What you are asked to do: Using the records below, output the stretch that opens with the line containing "Live periodic observer" and closes with the line containing "fn bind_item(&mut self, asset: &Asset)", exactly and including both lines, with nothing more.

Data records:
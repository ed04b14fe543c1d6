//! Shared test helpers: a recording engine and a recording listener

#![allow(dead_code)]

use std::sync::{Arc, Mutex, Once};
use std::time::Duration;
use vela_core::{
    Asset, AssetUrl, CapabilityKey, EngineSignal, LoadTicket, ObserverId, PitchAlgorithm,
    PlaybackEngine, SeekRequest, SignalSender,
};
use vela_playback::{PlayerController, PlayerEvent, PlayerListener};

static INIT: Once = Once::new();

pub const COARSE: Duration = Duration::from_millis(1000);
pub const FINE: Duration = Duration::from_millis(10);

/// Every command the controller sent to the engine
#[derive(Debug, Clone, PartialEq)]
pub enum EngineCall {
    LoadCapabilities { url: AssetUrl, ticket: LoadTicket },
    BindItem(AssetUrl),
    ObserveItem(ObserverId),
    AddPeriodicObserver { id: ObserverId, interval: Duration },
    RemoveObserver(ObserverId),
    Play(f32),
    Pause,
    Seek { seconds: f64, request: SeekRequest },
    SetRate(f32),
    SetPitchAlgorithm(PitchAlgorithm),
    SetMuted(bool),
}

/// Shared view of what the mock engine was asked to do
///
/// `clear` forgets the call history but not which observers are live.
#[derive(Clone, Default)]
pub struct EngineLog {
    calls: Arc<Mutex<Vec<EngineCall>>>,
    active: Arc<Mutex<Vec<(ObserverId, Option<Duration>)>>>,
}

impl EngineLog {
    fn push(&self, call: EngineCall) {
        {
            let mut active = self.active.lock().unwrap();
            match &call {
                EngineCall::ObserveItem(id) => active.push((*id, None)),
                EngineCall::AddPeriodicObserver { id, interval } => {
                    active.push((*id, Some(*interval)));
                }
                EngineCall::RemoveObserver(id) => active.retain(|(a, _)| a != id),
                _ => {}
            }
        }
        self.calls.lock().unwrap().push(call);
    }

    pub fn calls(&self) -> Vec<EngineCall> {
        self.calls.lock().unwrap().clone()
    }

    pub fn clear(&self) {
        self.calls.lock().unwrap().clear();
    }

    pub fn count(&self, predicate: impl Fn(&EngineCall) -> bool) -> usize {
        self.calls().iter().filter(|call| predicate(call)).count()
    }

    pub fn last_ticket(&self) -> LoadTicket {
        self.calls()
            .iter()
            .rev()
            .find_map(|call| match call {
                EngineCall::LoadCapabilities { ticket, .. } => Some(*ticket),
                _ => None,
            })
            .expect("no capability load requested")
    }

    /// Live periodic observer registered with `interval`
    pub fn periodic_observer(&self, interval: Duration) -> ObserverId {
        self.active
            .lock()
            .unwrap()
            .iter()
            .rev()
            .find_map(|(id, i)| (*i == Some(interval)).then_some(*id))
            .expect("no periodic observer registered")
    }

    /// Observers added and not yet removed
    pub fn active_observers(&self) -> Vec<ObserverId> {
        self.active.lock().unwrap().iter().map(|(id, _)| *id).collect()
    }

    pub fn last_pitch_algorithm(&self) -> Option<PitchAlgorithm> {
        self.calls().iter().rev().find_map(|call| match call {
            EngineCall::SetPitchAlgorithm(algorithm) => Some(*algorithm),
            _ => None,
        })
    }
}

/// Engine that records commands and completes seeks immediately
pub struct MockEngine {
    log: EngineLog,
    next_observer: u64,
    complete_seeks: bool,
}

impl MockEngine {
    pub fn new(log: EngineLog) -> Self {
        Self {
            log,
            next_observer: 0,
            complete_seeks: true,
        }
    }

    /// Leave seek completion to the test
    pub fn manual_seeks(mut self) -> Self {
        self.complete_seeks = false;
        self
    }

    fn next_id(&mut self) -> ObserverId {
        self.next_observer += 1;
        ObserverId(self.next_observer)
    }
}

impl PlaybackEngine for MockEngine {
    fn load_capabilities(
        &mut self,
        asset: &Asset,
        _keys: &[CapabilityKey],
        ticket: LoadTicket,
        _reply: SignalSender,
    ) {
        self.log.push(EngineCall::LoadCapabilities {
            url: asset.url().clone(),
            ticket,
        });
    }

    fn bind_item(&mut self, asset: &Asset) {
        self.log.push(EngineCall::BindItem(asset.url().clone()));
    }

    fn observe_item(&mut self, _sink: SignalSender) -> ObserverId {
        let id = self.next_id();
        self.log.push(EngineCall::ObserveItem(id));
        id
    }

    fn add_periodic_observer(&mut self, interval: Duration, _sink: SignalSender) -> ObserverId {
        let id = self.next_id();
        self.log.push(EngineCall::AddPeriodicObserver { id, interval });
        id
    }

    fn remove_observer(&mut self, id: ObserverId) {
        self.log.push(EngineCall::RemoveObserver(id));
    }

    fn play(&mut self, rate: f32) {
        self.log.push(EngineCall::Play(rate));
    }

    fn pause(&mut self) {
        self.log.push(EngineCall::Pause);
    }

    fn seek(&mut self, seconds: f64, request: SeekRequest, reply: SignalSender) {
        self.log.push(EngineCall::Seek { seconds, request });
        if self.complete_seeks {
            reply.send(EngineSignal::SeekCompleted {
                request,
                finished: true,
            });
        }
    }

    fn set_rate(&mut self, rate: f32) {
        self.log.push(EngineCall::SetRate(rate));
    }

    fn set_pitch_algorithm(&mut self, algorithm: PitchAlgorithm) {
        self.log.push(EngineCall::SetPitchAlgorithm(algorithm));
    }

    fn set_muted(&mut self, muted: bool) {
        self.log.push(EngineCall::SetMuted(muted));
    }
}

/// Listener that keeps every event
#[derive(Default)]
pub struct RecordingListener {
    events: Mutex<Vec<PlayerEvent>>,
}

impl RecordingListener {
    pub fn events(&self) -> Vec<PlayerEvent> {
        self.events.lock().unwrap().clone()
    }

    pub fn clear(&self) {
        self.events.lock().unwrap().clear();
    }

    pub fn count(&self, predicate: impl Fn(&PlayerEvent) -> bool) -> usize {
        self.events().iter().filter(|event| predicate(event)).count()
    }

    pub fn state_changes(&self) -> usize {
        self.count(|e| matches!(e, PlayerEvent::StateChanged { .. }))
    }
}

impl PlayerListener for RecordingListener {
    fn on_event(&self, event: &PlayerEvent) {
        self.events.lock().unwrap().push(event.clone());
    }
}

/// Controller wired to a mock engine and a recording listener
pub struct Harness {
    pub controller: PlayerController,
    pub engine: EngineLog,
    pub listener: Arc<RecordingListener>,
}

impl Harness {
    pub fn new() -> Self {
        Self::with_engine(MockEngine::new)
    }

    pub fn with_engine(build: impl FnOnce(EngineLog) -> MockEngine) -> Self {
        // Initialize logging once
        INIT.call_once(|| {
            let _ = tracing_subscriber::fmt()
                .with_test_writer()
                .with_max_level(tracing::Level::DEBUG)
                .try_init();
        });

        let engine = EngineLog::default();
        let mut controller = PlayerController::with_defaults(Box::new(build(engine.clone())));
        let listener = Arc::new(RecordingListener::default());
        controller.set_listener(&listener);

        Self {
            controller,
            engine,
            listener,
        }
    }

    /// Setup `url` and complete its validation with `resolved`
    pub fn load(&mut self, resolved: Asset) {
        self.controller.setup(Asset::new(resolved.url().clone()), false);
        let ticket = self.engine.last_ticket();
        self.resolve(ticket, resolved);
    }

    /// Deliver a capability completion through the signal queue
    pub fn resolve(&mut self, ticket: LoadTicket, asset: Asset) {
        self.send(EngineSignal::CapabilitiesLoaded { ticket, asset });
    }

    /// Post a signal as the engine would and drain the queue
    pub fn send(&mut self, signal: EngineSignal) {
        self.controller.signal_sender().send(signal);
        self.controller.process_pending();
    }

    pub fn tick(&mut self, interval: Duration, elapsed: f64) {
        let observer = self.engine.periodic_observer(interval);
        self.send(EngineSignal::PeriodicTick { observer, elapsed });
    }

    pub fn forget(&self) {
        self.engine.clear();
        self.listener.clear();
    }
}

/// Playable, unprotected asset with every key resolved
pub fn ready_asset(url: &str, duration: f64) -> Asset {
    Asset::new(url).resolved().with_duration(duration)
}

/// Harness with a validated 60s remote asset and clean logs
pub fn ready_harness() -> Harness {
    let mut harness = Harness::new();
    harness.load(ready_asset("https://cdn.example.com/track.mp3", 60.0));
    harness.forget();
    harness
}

Output for this exercise:
    /// Live periodic observer registered with `interval`
    pub fn periodic_observer(&self, interval: Duration) -> ObserverId {
        self.active
            .lock()
            .unwrap()
            .iter()
            .rev()
            .find_map(|(id, i)| (*i == Some(interval)).then_some(*id))
            .expect("no periodic observer registered")
    }

    /// Observers added and not yet removed
    pub fn active_observers(&self) -> Vec<ObserverId> {
        self.active.lock().unwrap().iter().map(|(id, _)| *id).collect()
    }

    pub fn last_pitch_algorithm(&self) -> Option<PitchAlgorithm> {
        self.calls().iter().rev().find_map(|call| match call {
            EngineCall::SetPitchAlgorithm(algorithm) => Some(*algorithm),
            _ => None,
        })
    }
}

/// Engine that records commands and completes seeks immediately
pub struct MockEngine {
    log: EngineLog,
    next_observer: u64,
    complete_seeks: bool,
}

impl MockEngine {
    pub fn new(log: EngineLog) -> Self {
        Self {
            log,
            next_observer: 0,
            complete_seeks: true,
        }
    }

    /// Leave seek completion to the test
    pub fn manual_seeks(mut self) -> Self {
        self.complete_seeks = false;
        self
    }

    fn next_id(&mut self) -> ObserverId {
        self.next_observer += 1;
        ObserverId(self.next_observer)
    }
}

impl PlaybackEngine for MockEngine {
    fn load_capabilities(
        &mut self,
        asset: &Asset,
        _keys: &[CapabilityKey],
        ticket: LoadTicket,
        _reply: SignalSender,
    ) {
        self.log.push(EngineCall::LoadCapabilities {
            url: asset.url().clone(),
            ticket,
        });
    }

    fn bind_item(&mut self, asset: &Asset) {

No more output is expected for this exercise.